BEGIN

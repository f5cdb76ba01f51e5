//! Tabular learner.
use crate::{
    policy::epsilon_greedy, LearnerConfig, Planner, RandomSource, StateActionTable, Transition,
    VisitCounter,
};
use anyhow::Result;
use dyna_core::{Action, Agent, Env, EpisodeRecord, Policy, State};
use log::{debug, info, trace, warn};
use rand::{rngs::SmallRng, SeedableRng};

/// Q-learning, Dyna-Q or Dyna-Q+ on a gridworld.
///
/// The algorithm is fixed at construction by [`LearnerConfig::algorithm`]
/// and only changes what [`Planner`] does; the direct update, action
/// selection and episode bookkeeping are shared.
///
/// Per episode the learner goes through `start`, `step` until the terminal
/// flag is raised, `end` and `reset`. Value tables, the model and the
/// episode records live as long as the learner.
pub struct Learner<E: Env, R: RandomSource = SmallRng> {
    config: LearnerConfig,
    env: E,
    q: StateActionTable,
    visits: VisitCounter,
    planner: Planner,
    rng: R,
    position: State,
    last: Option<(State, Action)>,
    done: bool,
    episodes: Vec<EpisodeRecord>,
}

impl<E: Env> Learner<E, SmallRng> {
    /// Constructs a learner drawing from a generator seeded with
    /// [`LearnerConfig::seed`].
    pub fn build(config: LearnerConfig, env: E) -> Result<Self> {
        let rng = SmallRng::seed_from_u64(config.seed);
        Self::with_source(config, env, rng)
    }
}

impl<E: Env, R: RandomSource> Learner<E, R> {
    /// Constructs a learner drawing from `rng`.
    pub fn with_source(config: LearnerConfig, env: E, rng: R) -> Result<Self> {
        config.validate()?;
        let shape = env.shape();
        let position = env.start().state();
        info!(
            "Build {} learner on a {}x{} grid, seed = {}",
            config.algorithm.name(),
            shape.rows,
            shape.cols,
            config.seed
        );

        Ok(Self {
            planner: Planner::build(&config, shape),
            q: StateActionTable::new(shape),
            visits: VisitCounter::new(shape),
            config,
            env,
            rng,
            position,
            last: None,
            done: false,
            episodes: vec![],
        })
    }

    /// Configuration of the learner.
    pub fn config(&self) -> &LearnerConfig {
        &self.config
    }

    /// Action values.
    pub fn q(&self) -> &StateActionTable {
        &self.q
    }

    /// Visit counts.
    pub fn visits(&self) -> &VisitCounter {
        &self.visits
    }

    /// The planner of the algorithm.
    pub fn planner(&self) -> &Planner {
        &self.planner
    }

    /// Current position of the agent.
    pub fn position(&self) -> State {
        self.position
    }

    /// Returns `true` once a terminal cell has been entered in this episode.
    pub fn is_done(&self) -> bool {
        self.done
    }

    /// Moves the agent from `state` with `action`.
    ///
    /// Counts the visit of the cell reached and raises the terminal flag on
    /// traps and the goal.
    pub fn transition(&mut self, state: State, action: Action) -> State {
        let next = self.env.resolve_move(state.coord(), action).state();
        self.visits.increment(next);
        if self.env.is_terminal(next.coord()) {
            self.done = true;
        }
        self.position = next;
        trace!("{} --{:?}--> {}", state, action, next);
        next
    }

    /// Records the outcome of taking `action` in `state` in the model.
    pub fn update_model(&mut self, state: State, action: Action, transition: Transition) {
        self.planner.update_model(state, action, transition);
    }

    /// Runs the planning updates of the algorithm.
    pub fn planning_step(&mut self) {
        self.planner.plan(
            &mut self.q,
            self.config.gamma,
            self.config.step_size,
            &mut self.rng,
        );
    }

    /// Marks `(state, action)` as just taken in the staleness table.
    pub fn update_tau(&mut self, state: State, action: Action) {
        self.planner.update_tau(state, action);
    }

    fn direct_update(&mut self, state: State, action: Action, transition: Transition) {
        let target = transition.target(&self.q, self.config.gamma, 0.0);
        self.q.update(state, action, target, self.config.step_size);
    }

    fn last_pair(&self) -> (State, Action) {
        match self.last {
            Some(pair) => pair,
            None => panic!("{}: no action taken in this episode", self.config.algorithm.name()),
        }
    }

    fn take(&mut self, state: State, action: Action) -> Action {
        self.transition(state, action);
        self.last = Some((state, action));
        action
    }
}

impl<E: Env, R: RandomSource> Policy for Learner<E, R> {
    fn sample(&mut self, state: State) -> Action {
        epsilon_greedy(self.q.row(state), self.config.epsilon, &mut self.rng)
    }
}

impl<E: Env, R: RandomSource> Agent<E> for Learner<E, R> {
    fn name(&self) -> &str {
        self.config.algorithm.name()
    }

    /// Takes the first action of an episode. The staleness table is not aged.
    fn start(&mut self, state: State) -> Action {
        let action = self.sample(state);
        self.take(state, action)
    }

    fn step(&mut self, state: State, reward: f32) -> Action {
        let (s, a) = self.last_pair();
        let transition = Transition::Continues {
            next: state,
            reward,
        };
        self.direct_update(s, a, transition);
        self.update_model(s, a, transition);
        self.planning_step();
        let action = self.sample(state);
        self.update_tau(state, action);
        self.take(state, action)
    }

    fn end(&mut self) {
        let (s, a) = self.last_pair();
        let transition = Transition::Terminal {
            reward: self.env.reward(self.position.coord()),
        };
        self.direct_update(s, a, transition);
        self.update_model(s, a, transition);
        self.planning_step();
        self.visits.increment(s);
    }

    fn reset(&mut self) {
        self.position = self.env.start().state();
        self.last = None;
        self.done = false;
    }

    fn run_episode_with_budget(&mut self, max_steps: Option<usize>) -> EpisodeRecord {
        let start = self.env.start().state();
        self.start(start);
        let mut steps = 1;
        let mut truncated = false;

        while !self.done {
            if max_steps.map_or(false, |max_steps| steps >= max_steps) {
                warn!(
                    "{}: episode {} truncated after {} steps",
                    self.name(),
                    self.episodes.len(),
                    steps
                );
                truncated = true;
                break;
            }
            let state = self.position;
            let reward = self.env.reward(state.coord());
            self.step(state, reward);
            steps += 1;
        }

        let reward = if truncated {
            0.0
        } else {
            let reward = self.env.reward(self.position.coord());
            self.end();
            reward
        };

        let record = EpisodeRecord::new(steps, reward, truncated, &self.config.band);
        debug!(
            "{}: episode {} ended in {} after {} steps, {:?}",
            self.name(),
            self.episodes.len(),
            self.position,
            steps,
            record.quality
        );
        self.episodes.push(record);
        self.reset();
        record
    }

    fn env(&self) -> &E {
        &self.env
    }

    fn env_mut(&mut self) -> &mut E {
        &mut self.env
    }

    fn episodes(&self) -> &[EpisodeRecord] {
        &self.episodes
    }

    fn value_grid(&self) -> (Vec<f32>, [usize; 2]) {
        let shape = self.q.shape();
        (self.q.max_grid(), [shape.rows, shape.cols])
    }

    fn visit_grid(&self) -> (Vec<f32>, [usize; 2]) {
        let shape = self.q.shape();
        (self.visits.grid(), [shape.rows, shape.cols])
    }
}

END

#### Directions
Please repeat the listing exactly, with nothing left out.

#### Solution to the problem
repository f5cdb76ba01f51e5
//! Tabular learner.
use crate::{
    policy::epsilon_greedy, LearnerConfig, Planner, RandomSource, StateActionTable, Transition,
    VisitCounter,
};
use anyhow::Result;
use dyna_core::{Action, Agent, Env, EpisodeRecord, Policy, State};
use log::{debug, info, trace, warn};
use rand::{rngs::SmallRng, SeedableRng};

/// Q-learning, Dyna-Q or Dyna-Q+ on a gridworld.
///
/// The algorithm is fixed at construction by [`LearnerConfig::algorithm`]
/// and only changes what [`Planner`] does; the direct update, action
/// selection and episode bookkeeping are shared.
///
/// Per episode the learner goes through `start`, `step` until the terminal
/// flag is raised, `end` and `reset`. Value tables, the model and the
/// episode records live as long as the learner.
pub struct Learner<E: Env, R: RandomSource = SmallRng> {
    config: LearnerConfig,
    env: E,
    q: StateActionTable,
    visits: VisitCounter,
    planner: Planner,
    rng: R,
    position: State,
    last: Option<(State, Action)>,
    done: bool,
    episodes: Vec<EpisodeRecord>,
}

impl<E: Env> Learner<E, SmallRng> {
    /// Constructs a learner drawing from a generator seeded with
    /// [`LearnerConfig::seed`].
    pub fn build(config: LearnerConfig, env: E) -> Result<Self> {
        let rng = SmallRng::seed_from_u64(config.seed);
        Self::with_source(config, env, rng)
    }
}

impl<E: Env, R: RandomSource> Learner<E, R> {
    /// Constructs a learner drawing from `rng`.
    pub fn with_source(config: LearnerConfig, env: E, rng: R) -> Result<Self> {
        config.validate()?;
        let shape = env.shape();
        let position = env.start().state();
        info!(
            "Build {} learner on a {}x{} grid, seed = {}",
            config.algorithm.name(),
            shape.rows,
            shape.cols,
            config.seed
        );

        Ok(Self {
            planner: Planner::build(&config, shape),
            q: StateActionTable::new(shape),
            visits: VisitCounter::new(shape),
            config,
            env,
            rng,
            position,
            last: None,
            done: false,
            episodes: vec![],
        })
    }

    /// Configuration of the learner.
    pub fn config(&self) -> &LearnerConfig {
        &self.config
    }

    /// Action values.
    pub fn q(&self) -> &StateActionTable {
        &self.q
    }

    /// Visit counts.
    pub fn visits(&self) -> &VisitCounter {
        &self.visits
    }

    /// The planner of the algorithm.
    pub fn planner(&self) -> &Planner {
        &self.planner
    }

    /// Current position of the agent.
    pub fn position(&self) -> State {
        self.position
    }

    /// Returns `true` once a terminal cell has been entered in this episode.
    pub fn is_done(&self) -> bool {
        self.done
    }

    /// Moves the agent from `state` with `action`.
    ///
    /// Counts the visit of the cell reached and raises the terminal flag on
    /// traps and the goal.
    pub fn transition(&mut self, state: State, action: Action) -> State {
        let next = self.env.resolve_move(state.coord(), action).state();
        self.visits.increment(next);
        if self.env.is_terminal(next.coord()) {
            self.done = true;
        }
        self.position = next;
        trace!("{} --{:?}--> {}", state, action, next);
        next
    }

    /// Records the outcome of taking `action` in `state` in the model.
    pub fn update_model(&mut self, state: State, action: Action, transition: Transition) {
        self.planner.update_model(state, action, transition);
    }

    /// Runs the planning updates of the algorithm.
    pub fn planning_step(&mut self) {
        self.planner.plan(
            &mut self.q,
            self.config.gamma,
            self.config.step_size,
            &mut self.rng,
        );
    }

    /// Marks `(state, action)` as just taken in the staleness table.
    pub fn update_tau(&mut self, state: State, action: Action) {
        self.planner.update_tau(state, action);
    }

    fn direct_update(&mut self, state: State, action: Action, transition: Transition) {
        let target = transition.target(&self.q, self.config.gamma, 0.0);
        self.q.update(state, action, target, self.config.step_size);
    }

    fn last_pair(&self) -> (State, Action) {
        match self.last {
            Some(pair) => pair,
            None => panic!("{}: no action taken in this episode", self.config.algorithm.name()),
        }
    }

    fn take(&mut self, state: State, action: Action) -> Action {
        self.transition(state, action);
        self.last = Some((state, action));
        action
    }
}

impl<E: Env, R: RandomSource> Policy for Learner<E, R> {
    fn sample(&mut self, state: State) -> Action {
        epsilon_greedy(self.q.row(state), self.config.epsilon, &mut self.rng)
    }
}

impl<E: Env, R: RandomSource> Agent<E> for Learner<E, R> {
    fn name(&self) -> &str {
        self.config.algorithm.name()
    }

    /// Takes the first action of an episode. The staleness table is not aged.
    fn start(&mut self, state: State) -> Action {
        let action = self.sample(state);
        self.take(state, action)
    }

    fn step(&mut self, state: State, reward: f32) -> Action {
        let (s, a) = self.last_pair();
        let transition = Transition::Continues {
            next: state,
            reward,
        };
        self.direct_update(s, a, transition);
        self.update_model(s, a, transition);
        self.planning_step();
        let action = self.sample(state);
        self.update_tau(state, action);
        self.take(state, action)
    }

    fn end(&mut self) {
        let (s, a) = self.last_pair();
        let transition = Transition::Terminal {
            reward: self.env.reward(self.position.coord()),
        };
        self.direct_update(s, a, transition);
        self.update_model(s, a, transition);
        self.planning_step();
        self.visits.increment(s);
    }

    fn reset(&mut self) {
        self.position = self.env.start().state();
        self.last = None;
        self.done = false;
    }

    fn run_episode_with_budget(&mut self, max_steps: Option<usize>) -> EpisodeRecord {
        let start = self.env.start().state();
        self.start(start);
        let mut steps = 1;
        let mut truncated = false;

        while !self.done {
            if max_steps.map_or(false, |max_steps| steps >= max_steps) {
                warn!(
                    "{}: episode {} truncated after {} steps",
                    self.name(),
                    self.episodes.len(),
                    steps
                );
                truncated = true;
                break;
            }
            let state = self.position;
            let reward = self.env.reward(state.coord());
            self.step(state, reward);
            steps += 1;
        }

        let reward = if truncated {
            0.0
        } else {
            let reward = self.env.reward(self.position.coord());
            self.end();
            reward
        };

        let record = EpisodeRecord::new(steps, reward, truncated, &self.config.band);
        debug!(
            "{}: episode {} ended in {} after {} steps, {:?}",
            self.name(),
            self.episodes.len(),
            self.position,
            steps,
            record.quality
        );
        self.episodes.push(record);
        self.reset();
        record
    }

    fn env(&self) -> &E {
        &self.env
    }

    fn env_mut(&mut self) -> &mut E {
        &mut self.env
    }

    fn episodes(&self) -> &[EpisodeRecord] {
        &self.episodes
    }

    fn value_grid(&self) -> (Vec<f32>, [usize; 2]) {
        let shape = self.q.shape();
        (self.q.max_grid(), [shape.rows, shape.cols])
    }

    fn visit_grid(&self) -> (Vec<f32>, [usize; 2]) {
        let shape = self.q.shape();
        (self.visits.grid(), [shape.rows, shape.cols])
    }
}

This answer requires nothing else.